## EXERCISE BRIEF
Nothing is to be left out: repeat every entry exactly as given.

## GIVEN RECORDS
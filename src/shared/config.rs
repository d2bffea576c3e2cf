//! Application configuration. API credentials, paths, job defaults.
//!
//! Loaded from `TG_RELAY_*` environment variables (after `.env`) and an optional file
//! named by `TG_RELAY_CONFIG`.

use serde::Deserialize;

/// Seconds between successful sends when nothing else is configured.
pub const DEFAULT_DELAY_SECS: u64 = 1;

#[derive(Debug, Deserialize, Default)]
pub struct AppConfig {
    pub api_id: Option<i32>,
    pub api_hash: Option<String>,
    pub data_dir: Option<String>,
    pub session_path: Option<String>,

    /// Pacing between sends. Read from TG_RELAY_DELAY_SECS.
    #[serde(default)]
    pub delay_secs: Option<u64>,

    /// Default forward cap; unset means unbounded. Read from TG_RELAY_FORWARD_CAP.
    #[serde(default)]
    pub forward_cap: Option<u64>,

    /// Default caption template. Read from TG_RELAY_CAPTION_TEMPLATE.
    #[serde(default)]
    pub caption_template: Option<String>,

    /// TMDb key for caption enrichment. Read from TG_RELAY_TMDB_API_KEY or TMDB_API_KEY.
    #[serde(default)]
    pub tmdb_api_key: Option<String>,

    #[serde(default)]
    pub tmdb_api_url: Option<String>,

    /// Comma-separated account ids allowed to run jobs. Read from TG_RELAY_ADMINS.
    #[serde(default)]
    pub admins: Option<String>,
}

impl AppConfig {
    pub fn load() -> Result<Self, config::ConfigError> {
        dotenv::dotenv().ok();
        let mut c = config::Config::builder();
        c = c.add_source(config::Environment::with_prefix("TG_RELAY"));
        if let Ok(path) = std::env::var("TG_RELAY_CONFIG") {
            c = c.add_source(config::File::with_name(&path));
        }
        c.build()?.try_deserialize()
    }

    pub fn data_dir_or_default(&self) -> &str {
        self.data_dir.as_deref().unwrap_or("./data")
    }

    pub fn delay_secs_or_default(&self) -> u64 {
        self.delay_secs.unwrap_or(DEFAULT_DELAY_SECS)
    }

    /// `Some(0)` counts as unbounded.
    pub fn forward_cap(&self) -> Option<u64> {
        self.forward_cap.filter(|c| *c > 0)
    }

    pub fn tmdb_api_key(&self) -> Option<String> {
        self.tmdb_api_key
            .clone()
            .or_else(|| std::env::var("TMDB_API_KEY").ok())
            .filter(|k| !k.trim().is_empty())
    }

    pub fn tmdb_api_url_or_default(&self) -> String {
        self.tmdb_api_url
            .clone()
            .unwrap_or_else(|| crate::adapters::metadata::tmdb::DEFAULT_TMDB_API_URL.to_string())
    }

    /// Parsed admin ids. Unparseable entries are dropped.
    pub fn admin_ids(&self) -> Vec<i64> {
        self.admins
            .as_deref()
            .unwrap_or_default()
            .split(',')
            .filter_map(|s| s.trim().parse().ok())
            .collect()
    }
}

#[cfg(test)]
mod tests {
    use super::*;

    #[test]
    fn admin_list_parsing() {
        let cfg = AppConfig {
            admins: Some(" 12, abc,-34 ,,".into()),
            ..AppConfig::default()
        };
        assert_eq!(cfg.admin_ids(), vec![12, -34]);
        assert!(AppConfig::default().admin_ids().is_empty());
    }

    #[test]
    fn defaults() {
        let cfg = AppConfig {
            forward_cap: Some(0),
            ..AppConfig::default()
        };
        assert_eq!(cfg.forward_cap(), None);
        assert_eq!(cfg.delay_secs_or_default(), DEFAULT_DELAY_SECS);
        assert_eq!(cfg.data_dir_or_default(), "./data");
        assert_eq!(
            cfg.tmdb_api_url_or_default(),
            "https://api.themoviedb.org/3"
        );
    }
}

## SOLVED EXERCISE
filename src/shared/config.rs
repository d2bffea576c3e2cf
//! Application configuration. API credentials, paths, job defaults.
//!
//! Loaded from `TG_RELAY_*` environment variables (after `.env`) and an optional file
//! named by `TG_RELAY_CONFIG`.

use serde::Deserialize;

/// Seconds between successful sends when nothing else is configured.
pub const DEFAULT_DELAY_SECS: u64 = 1;

#[derive(Debug, Deserialize, Default)]
pub struct AppConfig {
    pub api_id: Option<i32>,
    pub api_hash: Option<String>,
    pub data_dir: Option<String>,
    pub session_path: Option<String>,

    /// Pacing between sends. Read from TG_RELAY_DELAY_SECS.
    #[serde(default)]
    pub delay_secs: Option<u64>,

    /// Default forward cap; unset means unbounded. Read from TG_RELAY_FORWARD_CAP.
    #[serde(default)]
    pub forward_cap: Option<u64>,

    /// Default caption template. Read from TG_RELAY_CAPTION_TEMPLATE.
    #[serde(default)]
    pub caption_template: Option<String>,

    /// TMDb key for caption enrichment. Read from TG_RELAY_TMDB_API_KEY or TMDB_API_KEY.
    #[serde(default)]
    pub tmdb_api_key: Option<String>,

    #[serde(default)]
    pub tmdb_api_url: Option<String>,

    /// Comma-separated account ids allowed to run jobs. Read from TG_RELAY_ADMINS.
    #[serde(default)]
    pub admins: Option<String>,
}

impl AppConfig {
    pub fn load() -> Result<Self, config::ConfigError> {
        dotenv::dotenv().ok();
        let mut c = config::Config::builder();
        c = c.add_source(config::Environment::with_prefix("TG_RELAY"));
        if let Ok(path) = std::env::var("TG_RELAY_CONFIG") {
            c = c.add_source(config::File::with_name(&path));
        }
        c.build()?.try_deserialize()
    }

    pub fn data_dir_or_default(&self) -> &str {
        self.data_dir.as_deref().unwrap_or("./data")
    }

    pub fn delay_secs_or_default(&self) -> u64 {
        self.delay_secs.unwrap_or(DEFAULT_DELAY_SECS)
    }

    /// `Some(0)` counts as unbounded.
    pub fn forward_cap(&self) -> Option<u64> {
        self.forward_cap.filter(|c| *c > 0)
    }

    pub fn tmdb_api_key(&self) -> Option<String> {
        self.tmdb_api_key
            .clone()
            .or_else(|| std::env::var("TMDB_API_KEY").ok())
            .filter(|k| !k.trim().is_empty())
    }

    pub fn tmdb_api_url_or_default(&self) -> String {
        self.tmdb_api_url
            .clone()
            .unwrap_or_else(|| crate::adapters::metadata::tmdb::DEFAULT_TMDB_API_URL.to_string())
    }

    /// Parsed admin ids. Unparseable entries are dropped.
    pub fn admin_ids(&self) -> Vec<i64> {
        self.admins
            .as_deref()
            .unwrap_or_default()
            .split(',')
            .filter_map(|s| s.trim().parse().ok())
            .collect()
    }
}

#[cfg(test)]
mod tests {
    use super::*;

    #[test]
    fn admin_list_parsing() {
        let cfg = AppConfig {
            admins: Some(" 12, abc,-34 ,,".into()),
            ..AppConfig::default()
        };
        assert_eq!(cfg.admin_ids(), vec![12, -34]);
        assert!(AppConfig::default().admin_ids().is_empty());
    }

    #[test]
    fn defaults() {
        let cfg = AppConfig {
            forward_cap: Some(0),
            ..AppConfig::default()
        };
        assert_eq!(cfg.forward_cap(), None);
        assert_eq!(cfg.delay_secs_or_default(), DEFAULT_DELAY_SECS);
        assert_eq!(cfg.data_dir_or_default(), "./data");
        assert_eq!(
            cfg.tmdb_api_url_or_default(),
            "https://api.themoviedb.org/3"
        );
    }
}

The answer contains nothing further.